Work order
The required result is every line of the records that includes "sqrt".

Data excerpts
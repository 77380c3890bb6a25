//! Two-phase Estimation of Distribution Algorithm:
//! sample uniformly, evaluate, keep the top survivors, fit an independent
//! Gaussian per dimension around them, and resample near that fit.

use rand::Rng;

use mrq_core::config::{OptimizerRanges, RangeConfig};
use mrq_core::types::ParameterSet;

/// Per-dimension std floors — prevent
/// degenerate exploration when phase-1 survivors cluster tightly on one
/// dimension.
pub const STD_FLOOR_Z: f64 = 0.5;
pub const STD_FLOOR_MA: f64 = 5.0;
pub const STD_FLOOR_PROFIT: f64 = 1.0;
pub const STD_FLOOR_STOP: f64 = 0.5;

/// k = max(3, ceil(0.2 * n1)) survivors advance to phase 2.
pub fn survivor_count(n1: usize) -> usize {
    (0.2 * n1 as f64).ceil().max(3.0) as usize
}

/// Phase 1: `n` parameter sets drawn uniformly from the configured ranges,
/// snapped to each dimension's step granularity.
pub fn sample_phase1(ranges: &OptimizerRanges, n: usize, rng: &mut impl Rng) -> Vec<ParameterSet> {
    (0..n)
        .map(|_| ParameterSet {
            z_score_threshold: snap(uniform(rng, ranges.z.min, ranges.z.max), ranges.z),
            ma_period: snap(uniform(rng, ranges.ma.min, ranges.ma.max), ranges.ma).round().max(1.0) as usize,
            profit_pct: snap(uniform(rng, ranges.profit.min, ranges.profit.max), ranges.profit),
            stop_loss_pct: snap(uniform(rng, ranges.stop.min, ranges.stop.max), ranges.stop),
        })
        .collect()
}

/// Per-dimension (mean, std) fit over the phase-1 survivors, std floored.
#[derive(Debug, Clone, Copy)]
pub struct DimFit {
    pub mean: f64,
    pub std: f64,
}

fn fit_dim(values: &[f64], floor: f64) -> DimFit {
    let n = values.len() as f64;
    let mean = values.iter().sum::<f64>() / n;
    let variance = values.iter().map(|v| (v - mean).powi(2)).sum::<f64>() / n;
    DimFit { mean, std: variance.sqrt().max(floor) }
}

/// Phase 2: `n` new samples drawn from an independent Gaussian per
/// dimension fit to `survivors`, clamped to the configured range and
/// snapped to its step.
pub fn sample_phase2(survivors: &[ParameterSet], ranges: &OptimizerRanges, n: usize, rng: &mut impl Rng) -> Vec<ParameterSet> {
    let z_fit = fit_dim(&survivors.iter().map(|p| p.z_score_threshold).collect::<Vec<_>>(), STD_FLOOR_Z);
    let ma_fit = fit_dim(&survivors.iter().map(|p| p.ma_period as f64).collect::<Vec<_>>(), STD_FLOOR_MA);
    let profit_fit = fit_dim(&survivors.iter().map(|p| p.profit_pct).collect::<Vec<_>>(), STD_FLOOR_PROFIT);
    let stop_fit = fit_dim(&survivors.iter().map(|p| p.stop_loss_pct).collect::<Vec<_>>(), STD_FLOOR_STOP);

    (0..n)
        .map(|_| ParameterSet {
            z_score_threshold: clamp_snap(gaussian(rng, z_fit.mean, z_fit.std), ranges.z),
            ma_period: clamp_snap(gaussian(rng, ma_fit.mean, ma_fit.std), ranges.ma).round().max(1.0) as usize,
            profit_pct: clamp_snap(gaussian(rng, profit_fit.mean, profit_fit.std), ranges.profit),
            stop_loss_pct: clamp_snap(gaussian(rng, stop_fit.mean, stop_fit.std), ranges.stop),
        })
        .collect()
}

fn uniform(rng: &mut impl Rng, min: f64, max: f64) -> f64 {
    if max <= min {
        return min;
    }
    rng.gen_range(min..=max)
}

/// Box-Muller transform: one standard normal draw, scaled to `(mean, std)`.
fn gaussian(rng: &mut impl Rng, mean: f64, std: f64) -> f64 {
    let u1: f64 = rng.gen_range(f64::EPSILON..1.0);
    let u2: f64 = rng.gen_range(0.0..1.0);
    let z0 = (-2.0 * u1.ln()).sqrt() * (2.0 * std::f64::consts::PI * u2).cos();
    mean + std * z0
}

fn snap(value: f64, r: RangeConfig) -> f64 {
    if r.step <= 0.0 {
        return value;
    }
    r.min + ((value - r.min) / r.step).round() * r.step
}

fn clamp_snap(value: f64, r: RangeConfig) -> f64 {
    snap(value.clamp(r.min, r.max), r).clamp(r.min, r.max)
}

#[cfg(test)]
mod tests {
    use super::*;
    use mrq_core::config::OptimizerRanges;
    use rand::SeedableRng;
    use rand::rngs::StdRng;

    fn ranges() -> OptimizerRanges {
        OptimizerRanges::default()
    }

    #[test]
    fn survivor_count_follows_ceil_of_20_percent_floored_at_3() {
        assert_eq!(survivor_count(20), 4); // max(3, ceil(4.0)) = 4
        assert_eq!(survivor_count(5), 3); // max(3, ceil(1.0)) = 3
        assert_eq!(survivor_count(3), 3); // max(3, ceil(0.6)) = 3
    }

    #[test]
    fn phase1_samples_stay_within_range() {
        let mut rng = StdRng::seed_from_u64(42);
        let samples = sample_phase1(&ranges(), 50, &mut rng);
        for p in &samples {
            assert!(p.z_score_threshold >= ranges().z.min - 1e-9 && p.z_score_threshold <= ranges().z.max + 1e-9);
            assert!(p.ma_period >= 1);
            assert!(p.profit_pct >= ranges().profit.min - 1e-9 && p.profit_pct <= ranges().profit.max + 1e-9);
        }
    }

    #[test]
    fn phase2_clusters_around_survivor_mean_but_stays_in_range() {
        let mut rng = StdRng::seed_from_u64(7);
        let survivors = vec![
            ParameterSet { z_score_threshold: 2.0, ma_period: 10, profit_pct: 5.0, stop_loss_pct: 2.0 },
            ParameterSet { z_score_threshold: 2.1, ma_period: 10, profit_pct: 5.2, stop_loss_pct: 2.1 },
            ParameterSet { z_score_threshold: 1.9, ma_period: 8, profit_pct: 4.8, stop_loss_pct: 1.9 },
        ];
        let samples = sample_phase2(&survivors, &ranges(), 30, &mut rng);
        assert_eq!(samples.len(), 30);
        for p in &samples {
            let r = ranges();
            assert!(p.z_score_threshold >= r.z.min - 1e-9 && p.z_score_threshold <= r.z.max + 1e-9);
            assert!(p.ma_period >= 1);
            assert!(p.stop_loss_pct >= r.stop.min - 1e-9 && p.stop_loss_pct <= r.stop.max + 1e-9);
        }
    }

    #[test]
    fn degenerate_survivors_still_produce_a_floored_std() {
        let mut rng = StdRng::seed_from_u64(3);
        // all identical -> raw std = 0, floor must keep exploration alive
        let survivors = vec![ParameterSet { z_score_threshold: 2.0, ma_period: 10, profit_pct: 5.0, stop_loss_pct: 2.0 }; 5];
        let samples = sample_phase2(&survivors, &ranges(), 20, &mut rng);
        let distinct = samples.iter().map(|p| p.fingerprint()).collect::<std::collections::HashSet<_>>();
        assert!(distinct.len() > 1, "expected spread from the floored std, got a single point");
    }
}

Result below
    DimFit { mean, std: variance.sqrt().max(floor) }
    let z0 = (-2.0 * u1.ln()).sqrt() * (2.0 * std::f64::consts::PI * u2).cos();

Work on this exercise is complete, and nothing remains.